Strengths and limitations

The strength of this study is that it combines an in vivo animal model of atherosclerosis and an in vitro model of endothelial cell injury. This dual approach provides insights into the precise molecular mechanisms through which DHM attenuates atherosclerosis, thereby increasing the credibility of the findings and providing robust evidence to support population-based intervention trials. This study also identified potential strategies to combat atherosclerosis and provided new insights into the potential mechanisms by which mitophagy regulates NLRP3 inflammasome activation.

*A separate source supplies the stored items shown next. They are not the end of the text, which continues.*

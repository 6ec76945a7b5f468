//! 缓存槽位结构
//!
//! 槽位是预分配槽位数组中的一个元素，最多持有一个数据块的副本。
//! 链接字段 `next`/`prev` 保存数组索引而不是指针，
//! 由当前包含该槽位的链表（已提交链表或空闲链表）复用。

use alloc::boxed::Box;
use bitflags::bitflags;

/// 槽位数组索引
pub type SlotIndex = u32;

bitflags! {
    /// 槽位状态标志
    #[derive(Debug, Clone, Copy, PartialEq, Eq)]
    pub struct SlotFlags: u8 {
        /// 槽位持有有效数据，位于已提交链表中
        const COMMITTED = 0x01;
    }
}

/// 槽位句柄
///
/// 由索引和代数组成。槽位每次被提交时代数加一，
/// 因此旧句柄在槽位被复用后不会再匹配。
#[derive(Debug, Clone, Copy, PartialEq, Eq, Hash, PartialOrd, Ord)]
pub struct SlotId {
    index: SlotIndex,
    generation: u32,
}

impl SlotId {
    pub(crate) const fn new(index: SlotIndex, generation: u32) -> Self {
        Self { index, generation }
    }

    /// 槽位在数组中的索引
    pub const fn index(&self) -> usize {
        self.index as usize
    }

    /// 提交时的代数
    pub const fn generation(&self) -> u32 {
        self.generation
    }
}

/// 缓存槽位
///
/// `S` 是来源引用的类型：它标识数据副本来自哪个外部值，
/// 只作为销毁回调的输入，缓存不拥有它指向的东西。
///
/// # 字段说明
///
/// - `data`: 数据副本，空闲时为 `None`
/// - `size`: 数据字节数，空闲时为 0
/// - `source`: 来源引用，可以为空
/// - `next`/`prev`: 所在链表中的相邻槽位索引
/// - `flags`: 槽位状态
/// - `generation`: 提交代数
pub struct Slot<S> {
    pub(crate) data: Option<Box<[u8]>>,
    pub(crate) size: usize,
    pub(crate) source: Option<S>,
    pub(crate) next: Option<SlotIndex>,
    pub(crate) prev: Option<SlotIndex>,
    pub(crate) flags: SlotFlags,
    pub(crate) generation: u32,
}

impl<S> Default for Slot<S> {
    fn default() -> Self {
        Self {
            data: None,
            size: 0,
            source: None,
            next: None,
            prev: None,
            flags: SlotFlags::empty(),
            generation: 0,
        }
    }
}

impl<S: core::fmt::Debug> core::fmt::Debug for Slot<S> {
    fn fmt(&self, f: &mut core::fmt::Formatter<'_>) -> core::fmt::Result {
        f.debug_struct("Slot")
            .field("size", &self.size)
            .field("source", &self.source)
            .field("next", &self.next)
            .field("prev", &self.prev)
            .field("flags", &self.flags)
            .field("generation", &self.generation)
            .finish()
    }
}

impl<S> Slot<S> {
    /// 数据副本
    pub fn data(&self) -> Option<&[u8]> {
        self.data.as_deref()
    }

    /// 数据字节数
    pub fn size(&self) -> usize {
        self.size
    }

    /// 来源引用
    pub fn source(&self) -> Option<&S> {
        self.source.as_ref()
    }

    /// 检查是否已提交
    pub fn is_committed(&self) -> bool {
        self.flags.contains(SlotFlags::COMMITTED)
    }

    /// 当前代数
    pub fn generation(&self) -> u32 {
        self.generation
    }

    /// 检查句柄是否指向本槽位当前的提交
    pub(crate) fn matches(&self, id: SlotId) -> bool {
        self.is_committed() && self.generation == id.generation
    }

    pub(crate) fn mark_committed(&mut self) {
        self.flags.insert(SlotFlags::COMMITTED);
    }

    pub(crate) fn clear_committed(&mut self) {
        self.flags.remove(SlotFlags::COMMITTED);
    }
}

Although this study provides evidence that DHM induces mitophagy, the specific mechanism involved has not been elucidated. Therefore, the specific molecular targets underlying the modulation of mitophagy by DHM will be the focus of future research. Future efforts will be directed towards a comprehensive analysis of these targets to reveal the exact molecular mechanism through which DHM exerts its effects.

Conclusions

In conclusion, this study suggested that DHM can facilitate mitophagy to reduce endothelial NLRP3 inflammasome activation and thereby effectively alleviate atherosclerosis. Exposure to PA leads to endothelial mitochondrial damage, which triggers the activation and nuclear translocation of NF-κB p65. This, in turn, increases cellular NLRP3 levels and inflammasome activation. Surprisingly, upregulating mitophagy or administering DHM can mitigate this process. Importantly, the inhibitory effect of DHM on NLRP3 inflammasome activation is partially dependent on its ability to induce mitophagy. Although additional mechanisms by which DHM inhibits the NLRP3 inflammasome cannot be entirely dismissed, molecular investigations conducted herein support the proposal that DHM promotes endothelial mitophagy to maintain normal mitochondrial functionality, thereby preventing NF-κB from activating the NLRP3 inflammasome and reducing the subsequent release of IL-1β. Consequently, DHM can function as a compelling promoter of mitophagy and has potential as a therapeutic adjunct for treating atherosclerosis and other inflammatory diseases marked by abnormal NLRP3 activity.